- Coat of arms
- Coordinates (Kórnik): 52°14′12″N 17°5′55″E﻿ / ﻿52.23667°N 17.09861°E
- Country: Poland
- Voivodeship: Greater Poland
- County: Poznań County
- Seat: Kórnik

Area
- • Total: 186.58 km^{2} (72.04 sq mi)

Population (2006)
- • Total: 17,585
- • Density: 94/km^{2} (240/sq mi)
- • Urban: 6,981
- • Rural: 10,604
- Website: http://www.kornik.pl/

= Gmina Kórnik =

Gmina Kórnik (Kórnik Commune) is an urban-rural gmina (administrative district) in Poznań County, Greater Poland Voivodeship, in west-central Poland. Its seat is the town of Kórnik, which lies approximately 22 km south-east of the regional capital Poznań.

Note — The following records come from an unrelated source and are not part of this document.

use chrono::{DateTime, Duration, Utc};
use mongodb::{
    bson::{doc, oid::ObjectId, DateTime as BsonDateTime},
    Collection, Database,
};
use serde::{Deserialize, Serialize};

use super::user::{is_valid_email, User, UserRole};
use crate::database::{parse_id, INVITES};
use crate::error::{AppError, Result};

/// Single-use link that places its recipient in a company with a fixed role.
#[derive(Debug, Deserialize, Serialize)]
pub struct InviteLink {
    #[serde(skip_serializing_if = "Option::is_none")]
    pub _id: Option<ObjectId>,
    pub code: String,
    pub company_id: ObjectId,
    pub role: UserRole,
    pub email: String,
    pub supervisor_id: Option<ObjectId>,
    pub created_by: ObjectId,
    pub created_at: BsonDateTime,
    pub expires_at: BsonDateTime,
    pub used_at: Option<BsonDateTime>,
}
#[derive(Debug, Deserialize)]
pub struct InviteRequest {
    pub email: Option<String>,
    pub role: Option<UserRole>,
    pub supervisor_id: Option<String>,
}
#[derive(Debug, Serialize)]
pub struct InviteResponse {
    pub code: String,
    pub role: UserRole,
    pub email: String,
    pub expires_at: DateTime<Utc>,
}

impl InviteLink {
    fn collection(db: &Database) -> Collection<InviteLink> {
        db.collection::<InviteLink>(INVITES)
    }

    /// Validates the request on behalf of `issuer`. Supervisors may only invite
    /// team members, who then report to them.
    pub fn new(
        request: InviteRequest,
        issuer: &User,
        company_id: ObjectId,
        ttl_days: i64,
        now: DateTime<Utc>,
    ) -> Result<InviteLink> {
        let email = request
            .email
            .map(|email| email.trim().to_lowercase())
            .filter(|email| !email.is_empty())
            .ok_or_else(|| AppError::validation("INVITE_MUST_HAVE_EMAIL"))?;
        if !is_valid_email(&email) {
            return Err(AppError::validation("INVITE_MUST_HAVE_VALID_EMAIL"));
        }
        let role = request
            .role
            .ok_or_else(|| AppError::validation("INVITE_MUST_HAVE_ROLE"))?;

        let supervisor_id = match (issuer.role, role) {
            (UserRole::Supervisor, UserRole::TeamMember) => Some(issuer.id()?),
            (UserRole::Supervisor, _) => return Err(AppError::PermissionDenied),
            (UserRole::Executive, UserRole::TeamMember) => Some(
                request
                    .supervisor_id
                    .as_deref()
                    .map(parse_id)
                    .transpose()?
                    .ok_or_else(|| AppError::validation("INVITE_MUST_HAVE_SUPERVISOR"))?,
            ),
            (UserRole::Executive, _) => None,
            (UserRole::TeamMember, _) => return Err(AppError::PermissionDenied),
        };

        Ok(InviteLink {
            _id: None,
            code: uuid::Uuid::new_v4().simple().to_string(),
            company_id,
            role,
            email,
            supervisor_id,
            created_by: issuer.id()?,
            created_at: BsonDateTime::from_chrono(now),
            expires_at: BsonDateTime::from_chrono(now + Duration::days(ttl_days)),
            used_at: None,
        })
    }

    pub fn check_usable(&self, email: &str, now: DateTime<Utc>) -> Result<()> {
        if self.used_at.is_some() {
            return Err(AppError::conflict("INVITE_ALREADY_USED"));
        }
        if self.expires_at.to_chrono() <= now {
            return Err(AppError::conflict("INVITE_EXPIRED"));
        }
        if !self.email.eq_ignore_ascii_case(email) {
            return Err(AppError::PermissionDenied);
        }
        Ok(())
    }

    pub async fn save(&mut self, db: &Database) -> Result<ObjectId> {
        let _id = ObjectId::new();
        self._id = Some(_id);
        Self::collection(db).insert_one(&*self, None).await?;
        Ok(_id)
    }
    pub async fn find_by_code(db: &Database, code: &str) -> Result<Option<InviteLink>> {
        Ok(Self::collection(db).find_one(doc! { "code": code }, None).await?)
    }
    /// Claims the invite. Fails if it was used in the meantime.
    pub async fn mark_used(&mut self, db: &Database, now: DateTime<Utc>) -> Result<()> {
        let used_at = BsonDateTime::from_chrono(now);
        let result = Self::collection(db)
            .update_one(
                doc! { "code": &self.code, "used_at": null },
                doc! { "$set": { "used_at": used_at } },
                None,
            )
            .await?;
        if result.matched_count == 0 {
            return Err(AppError::conflict("INVITE_ALREADY_USED"));
        }
        self.used_at = Some(used_at);
        Ok(())
    }
}

impl From<&InviteLink> for InviteResponse {
    fn from(invite: &InviteLink) -> Self {
        InviteResponse {
            code: invite.code.clone(),
            role: invite.role,
            email: invite.email.clone(),
            expires_at: invite.expires_at.to_chrono(),
        }
    }
}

The gmina covers an area of 186.58 km2, and as of 2006 its total population is 17,585 (out of which the population of Kórnik amounts to 6,981, and the population of the rural part of the gmina is 10,604).

==Villages==
Apart from the town of Kórnik, Gmina Kórnik contains the villages and settlements of:

Biernatki
Błażejewko
Błażejewo
Borówiec
Czmoń
Czmoniec
Czołowo
Dachowa
Dębiec
Dworzyska

Dziećmierowo
Gądki
Jaryszki
Kamionki
Konarskie
Koninko
Mościenica
Pierzchno
Prusinowo

Robakowo
Runowo
Skrzynki
Świątniczki
Szczodrzykowo
Szczytniki
Trzykolne Młyny
Żerniki
Radzewo

==Neighbouring gminas==
Gmina Kórnik is bordered by the city of Poznań and by the gminas of Kleszczewo, Mosina, Śrem, Środa Wielkopolska and Zaniemyśl.